Puente Vilarente To Leon

Day Thirty Eight., 14,3 K., 8.9 Mi. (my pedometer).

Written on June 6, 2014.

We planned on a “short” day of walking today so that we could have more time in Leon, a large city, where many Pilgrims gather. On the way in I saw Amalia. I met Amalia several days ago when I was walking. We spent some time talking and walking together. I was grateful to see her today.

Nancy and Amalia.

There are many ways to keep Pilgrims off of busy roads.

Vern walking on a pedestrian overpass on the way to Leon.

As we were crossing the road into Leon I saw what seemed to be a checkpoint. As we walked closer it was a Pilgrim greeting station. The greeters were the Guardia de Civil, (police). They were offering a sello, (stamp), and a map.

A Pilgrim, Vern, and the greeters.

Not far behind us in line was a Mom and four children from New Zealand. I spoke with her for a few minutes. Her and her children are walking for charity. Check out their blog: http://charitywalking.wordpress.com/

The Mom, third from left, and her four children.

The back of the Mom’s backpack.

When we entered Leon we walked into a festival!

Musicians in Leon.

A parade of donkeys in Leon.

 

 

 

 

 

 

 

Santiago de Compostela…Rest Day

Day Twelve.

Written on May 11, 2014

Today Kasie has begun her trip back to the U.S. She will have some time in Madrid.

We slept in and were grateful for the opportunity. We immediately looked for coffee. We found great coffee close by and went there twice today. Also the search for “cronuts” was on. In California a cronut is a cross between a croissant and a donut. In Spain they are called Glorias and are delicious. We found them! As we were walking around Santiago we saw a mannequin in a window.

Window art!

Angel, Kathy, and I went to the Pilgrim Mass.

A small view of a huge cathedral!

A mime outside the cathedral. Give her a coin, she gives a shiny rock.

At the same time that I saw the mime Angel and Kathy were visiting with Daniel and Arna. At that moment we decided to walk to the Gato Negro. The Gato Negro (pronounced nay-gro) is a great restaurant in town that the locals love! We saw Donal along the way. Vern joined us. I was so busy eating that I forgot to take photos. The Gato Negro is a must when in Santiago!

 

Muxia to Home. Day Three.

Written on July 14, 2012.

Walking from our room toward the bus stop I feel so much! I feel so grateful to have been able to spend time in Santiago. Also, I know that all of the encouragement that I have received and given is just a small example of what I can experience in my daily life.
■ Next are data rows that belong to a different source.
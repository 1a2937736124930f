use std::cell::RefCell;
use std::rc::Rc;
use std::time::Duration;

pub type Task = Box<dyn FnOnce() + 'static>;

/// Runs one-shot tasks later on the same thread.
pub trait Scheduler {
    type Handle;

    fn schedule_once(&self, delay: Duration, task: Task) -> Self::Handle;

    /// Must only be given handles whose task has not run yet.
    fn cancel(&self, handle: Self::Handle);
}

#[derive(Clone, Copy, Debug, PartialEq, Eq)]
pub struct ManualHandle(u64);

struct QueuedTask {
    id: u64,
    due: Duration,
    task: Task,
}

#[derive(Default)]
struct ManualQueue {
    now: Duration,
    next_id: u64,
    tasks: Vec<QueuedTask>,
}

/// A scheduler driven by hand: time only moves when `advance` is called.
/// Clones share one queue.
#[derive(Clone, Default)]
pub struct ManualScheduler {
    queue: Rc<RefCell<ManualQueue>>,
}

impl ManualScheduler {
    pub fn new() -> Self {
        Self::default()
    }

    pub fn pending(&self) -> usize {
        self.queue.borrow().tasks.len()
    }

    pub fn now(&self) -> Duration {
        self.queue.borrow().now
    }

    /// Moves the clock forward and runs every task that has come due, in due
    /// order. Returns how many ran.
    pub fn advance(&self, by: Duration) -> usize {
        let deadline = self.now() + by;

        let mut ran = 0;
        // The queue borrow is released before each task runs so tasks can
        // schedule or cancel.
        while let Some(task) = self.take_due(deadline) {
            task();
            ran += 1;
        }
        self.queue.borrow_mut().now = deadline;
        ran
    }

    /// Runs everything queued, however far in the future.
    pub fn run_all(&self) -> usize {
        let latest = self
            .queue
            .borrow()
            .tasks
            .iter()
            .map(|queued| queued.due)
            .max();
        match latest {
            Some(due) => {
                let now = self.now();
                self.advance(due.saturating_sub(now))
            }
            None => 0,
        }
    }

    fn take_due(&self, deadline: Duration) -> Option<Task> {
        let mut queue = self.queue.borrow_mut();
        let index = queue
            .tasks
            .iter()
            .enumerate()
            .filter(|(_, queued)| queued.due <= deadline)
            .min_by_key(|(_, queued)| (queued.due, queued.id))
            .map(|(index, _)| index)?;
        let queued = queue.tasks.remove(index);
        queue.now = queued.due;
        Some(queued.task)
    }
}

impl Scheduler for ManualScheduler {
    type Handle = ManualHandle;

    fn schedule_once(&self, delay: Duration, task: Task) -> ManualHandle {
        let mut queue = self.queue.borrow_mut();
        let id = queue.next_id;
        queue.next_id += 1;
        let due = queue.now + delay;
        queue.tasks.push(QueuedTask { id, due, task });
        ManualHandle(id)
    }

    fn cancel(&self, handle: ManualHandle) {
        self.queue
            .borrow_mut()
            .tasks
            .retain(|queued| queued.id != handle.0);
    }
}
We board the bus for the airport…next stop: Madrid. We will take a plane to Madrid where we will meet Lisa from Germany. Lisa, Vern, and I became friends while walking the Camino in 2009…since then Lisa has been to our home in California, and we have been to her home in Germany. We will spend 4 days together in Madrid. Our planes are scheduled to have a time difference of 2 hours. Our plane is delayed and Vern's checked in backpack is misplaced. Lisa's plane is delayed due to a flat tire. The result….we come in just minutes apart!

Lisa and Vern at the Madrid airport.
 

We check into our hotel and take a rest. We walk around Madrid. Madrid comes alive around 10 p.m. Plaza Mayor is a large plaza. All four sides are lined with shops and cafes with outdoor dining. Street performers, mimes, musicians, religious processions, and bands are everywhere in the plaza and downtown area. It is Saturday night. It is a perfect place to celebrate after a long distance walk.

Lisa and Vern with a street “artist” in Madrid.

Vern and Nancy in Madrid.
A street performer.
 
This performer has something in his mouth that makes his voice sound very high and squeeky. Children are attracted to him. Their parents give them I euro coins to put in a basket in front of the “baby”.
People are amazed and puzzled by this illusion.
A giant bubble blower in the middle of the Plaza Mayor.
 
This is my favorite street performer. Everyone was having a lot of fun with him.
The creativity and innovation of these performers is amazing. I enjoy walking through the plazas and streets. I bring plenty of euros so that I can feel comfortable taking photos and interacting with these artists.